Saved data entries

Content starts

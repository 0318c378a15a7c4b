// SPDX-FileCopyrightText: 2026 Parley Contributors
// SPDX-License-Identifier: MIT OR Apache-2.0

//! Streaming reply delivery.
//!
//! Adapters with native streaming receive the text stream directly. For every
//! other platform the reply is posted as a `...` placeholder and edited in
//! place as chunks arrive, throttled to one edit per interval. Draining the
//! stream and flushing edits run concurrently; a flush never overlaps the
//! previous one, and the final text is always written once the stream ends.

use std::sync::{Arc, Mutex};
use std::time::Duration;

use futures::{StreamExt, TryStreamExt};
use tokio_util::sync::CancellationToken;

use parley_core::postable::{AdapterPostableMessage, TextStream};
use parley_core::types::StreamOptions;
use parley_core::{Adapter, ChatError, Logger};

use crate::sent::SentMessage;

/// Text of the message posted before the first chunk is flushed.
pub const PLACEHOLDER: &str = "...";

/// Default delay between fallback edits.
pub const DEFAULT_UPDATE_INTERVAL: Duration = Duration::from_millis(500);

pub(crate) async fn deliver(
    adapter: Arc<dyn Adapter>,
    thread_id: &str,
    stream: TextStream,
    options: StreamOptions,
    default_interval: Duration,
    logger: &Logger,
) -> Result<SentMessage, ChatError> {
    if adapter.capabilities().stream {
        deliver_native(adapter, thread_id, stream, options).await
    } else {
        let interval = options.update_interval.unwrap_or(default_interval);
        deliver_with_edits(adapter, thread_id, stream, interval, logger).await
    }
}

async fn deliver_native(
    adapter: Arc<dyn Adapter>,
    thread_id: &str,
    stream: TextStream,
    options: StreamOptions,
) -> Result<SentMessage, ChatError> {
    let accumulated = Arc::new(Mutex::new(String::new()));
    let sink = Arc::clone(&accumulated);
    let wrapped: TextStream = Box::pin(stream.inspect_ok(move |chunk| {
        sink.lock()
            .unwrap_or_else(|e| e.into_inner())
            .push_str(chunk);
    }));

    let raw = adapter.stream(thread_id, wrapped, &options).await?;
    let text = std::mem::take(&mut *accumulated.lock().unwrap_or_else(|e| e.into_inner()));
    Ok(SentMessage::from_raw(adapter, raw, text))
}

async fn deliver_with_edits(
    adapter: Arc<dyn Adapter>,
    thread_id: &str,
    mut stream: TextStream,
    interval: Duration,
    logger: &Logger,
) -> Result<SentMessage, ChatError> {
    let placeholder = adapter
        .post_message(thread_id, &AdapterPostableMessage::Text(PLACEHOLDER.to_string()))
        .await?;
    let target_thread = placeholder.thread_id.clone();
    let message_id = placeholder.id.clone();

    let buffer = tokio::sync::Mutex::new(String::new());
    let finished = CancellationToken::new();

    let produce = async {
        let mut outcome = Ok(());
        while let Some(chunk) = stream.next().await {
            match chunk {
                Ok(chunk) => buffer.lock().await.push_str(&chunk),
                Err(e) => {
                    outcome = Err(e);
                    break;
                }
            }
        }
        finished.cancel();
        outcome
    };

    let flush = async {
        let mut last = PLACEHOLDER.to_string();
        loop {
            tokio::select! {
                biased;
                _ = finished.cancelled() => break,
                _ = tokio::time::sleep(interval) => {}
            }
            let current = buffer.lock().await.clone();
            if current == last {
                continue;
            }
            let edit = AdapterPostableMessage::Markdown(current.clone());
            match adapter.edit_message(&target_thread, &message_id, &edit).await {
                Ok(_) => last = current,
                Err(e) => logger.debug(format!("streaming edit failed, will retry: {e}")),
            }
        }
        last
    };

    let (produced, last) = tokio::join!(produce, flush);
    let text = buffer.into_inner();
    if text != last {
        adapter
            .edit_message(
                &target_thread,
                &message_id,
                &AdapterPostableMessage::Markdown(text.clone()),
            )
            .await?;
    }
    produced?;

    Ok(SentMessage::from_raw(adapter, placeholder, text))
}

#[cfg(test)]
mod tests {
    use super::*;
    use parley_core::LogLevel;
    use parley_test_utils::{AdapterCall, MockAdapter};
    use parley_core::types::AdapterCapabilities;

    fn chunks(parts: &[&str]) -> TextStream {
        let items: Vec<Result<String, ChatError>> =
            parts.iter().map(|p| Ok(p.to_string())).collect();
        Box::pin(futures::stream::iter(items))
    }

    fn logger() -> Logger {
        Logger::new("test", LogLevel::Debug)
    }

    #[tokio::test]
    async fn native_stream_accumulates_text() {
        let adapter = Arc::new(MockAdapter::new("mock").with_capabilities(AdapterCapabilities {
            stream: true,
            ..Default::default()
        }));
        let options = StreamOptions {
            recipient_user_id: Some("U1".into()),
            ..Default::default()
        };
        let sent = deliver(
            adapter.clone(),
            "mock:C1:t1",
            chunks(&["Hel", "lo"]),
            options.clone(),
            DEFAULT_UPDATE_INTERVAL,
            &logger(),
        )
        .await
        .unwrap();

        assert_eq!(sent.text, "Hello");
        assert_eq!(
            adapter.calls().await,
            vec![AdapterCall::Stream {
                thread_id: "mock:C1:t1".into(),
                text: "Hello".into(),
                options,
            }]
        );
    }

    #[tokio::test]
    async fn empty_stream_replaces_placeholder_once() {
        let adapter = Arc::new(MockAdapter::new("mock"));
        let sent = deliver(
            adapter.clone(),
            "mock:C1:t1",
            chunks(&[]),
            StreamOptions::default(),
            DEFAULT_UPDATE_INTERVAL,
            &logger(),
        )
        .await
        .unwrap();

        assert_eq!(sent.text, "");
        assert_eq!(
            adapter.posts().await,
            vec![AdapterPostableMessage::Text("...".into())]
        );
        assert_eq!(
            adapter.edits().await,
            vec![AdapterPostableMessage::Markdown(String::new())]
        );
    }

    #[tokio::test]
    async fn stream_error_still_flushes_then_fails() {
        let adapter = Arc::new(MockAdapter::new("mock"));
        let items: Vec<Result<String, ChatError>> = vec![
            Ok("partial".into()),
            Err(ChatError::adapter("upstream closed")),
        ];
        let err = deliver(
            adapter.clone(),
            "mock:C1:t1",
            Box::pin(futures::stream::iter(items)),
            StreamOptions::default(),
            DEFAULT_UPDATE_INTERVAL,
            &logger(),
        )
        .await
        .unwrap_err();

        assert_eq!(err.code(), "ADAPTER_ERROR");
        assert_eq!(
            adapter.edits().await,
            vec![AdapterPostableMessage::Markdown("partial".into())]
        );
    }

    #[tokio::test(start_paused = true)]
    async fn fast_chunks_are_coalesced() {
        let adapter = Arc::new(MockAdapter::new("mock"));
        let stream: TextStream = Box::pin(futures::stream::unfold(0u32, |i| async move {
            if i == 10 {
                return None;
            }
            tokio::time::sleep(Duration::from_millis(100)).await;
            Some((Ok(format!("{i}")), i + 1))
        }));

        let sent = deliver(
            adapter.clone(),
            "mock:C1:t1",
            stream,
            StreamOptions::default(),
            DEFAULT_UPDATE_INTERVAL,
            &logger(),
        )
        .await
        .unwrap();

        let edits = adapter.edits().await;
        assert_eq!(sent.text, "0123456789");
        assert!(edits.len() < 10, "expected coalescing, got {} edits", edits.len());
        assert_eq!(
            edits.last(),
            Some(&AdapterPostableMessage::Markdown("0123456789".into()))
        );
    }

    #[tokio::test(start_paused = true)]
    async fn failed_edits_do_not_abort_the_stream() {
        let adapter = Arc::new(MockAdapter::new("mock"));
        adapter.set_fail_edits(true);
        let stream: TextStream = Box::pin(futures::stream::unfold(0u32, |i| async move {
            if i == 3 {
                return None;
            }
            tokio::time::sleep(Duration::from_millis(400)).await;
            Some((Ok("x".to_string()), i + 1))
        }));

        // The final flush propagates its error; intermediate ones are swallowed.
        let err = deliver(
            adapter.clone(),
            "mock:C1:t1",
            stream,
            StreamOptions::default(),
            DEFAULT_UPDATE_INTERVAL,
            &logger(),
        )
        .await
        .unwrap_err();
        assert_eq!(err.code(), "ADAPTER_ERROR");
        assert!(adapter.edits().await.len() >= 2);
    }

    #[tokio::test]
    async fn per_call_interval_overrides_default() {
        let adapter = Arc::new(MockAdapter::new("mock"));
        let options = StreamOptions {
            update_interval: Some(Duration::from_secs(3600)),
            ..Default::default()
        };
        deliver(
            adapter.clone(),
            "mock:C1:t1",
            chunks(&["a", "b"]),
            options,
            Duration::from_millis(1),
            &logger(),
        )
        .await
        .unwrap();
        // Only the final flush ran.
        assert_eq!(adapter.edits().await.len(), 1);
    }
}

Content ends

Activity
Repeat exactly the lines above, starting with the first line of the records and finishing with the line holding "use parley_core::types::StreamOptions;". Add no other line.

Task response
repository 0318c378a15a7c4b
// SPDX-FileCopyrightText: 2026 Parley Contributors
// SPDX-License-Identifier: MIT OR Apache-2.0

//! Streaming reply delivery.
//!
//! Adapters with native streaming receive the text stream directly. For every
//! other platform the reply is posted as a `...` placeholder and edited in
//! place as chunks arrive, throttled to one edit per interval. Draining the
//! stream and flushing edits run concurrently; a flush never overlaps the
//! previous one, and the final text is always written once the stream ends.

use std::sync::{Arc, Mutex};
use std::time::Duration;

use futures::{StreamExt, TryStreamExt};
use tokio_util::sync::CancellationToken;

use parley_core::postable::{AdapterPostableMessage, TextStream};
use parley_core::types::StreamOptions;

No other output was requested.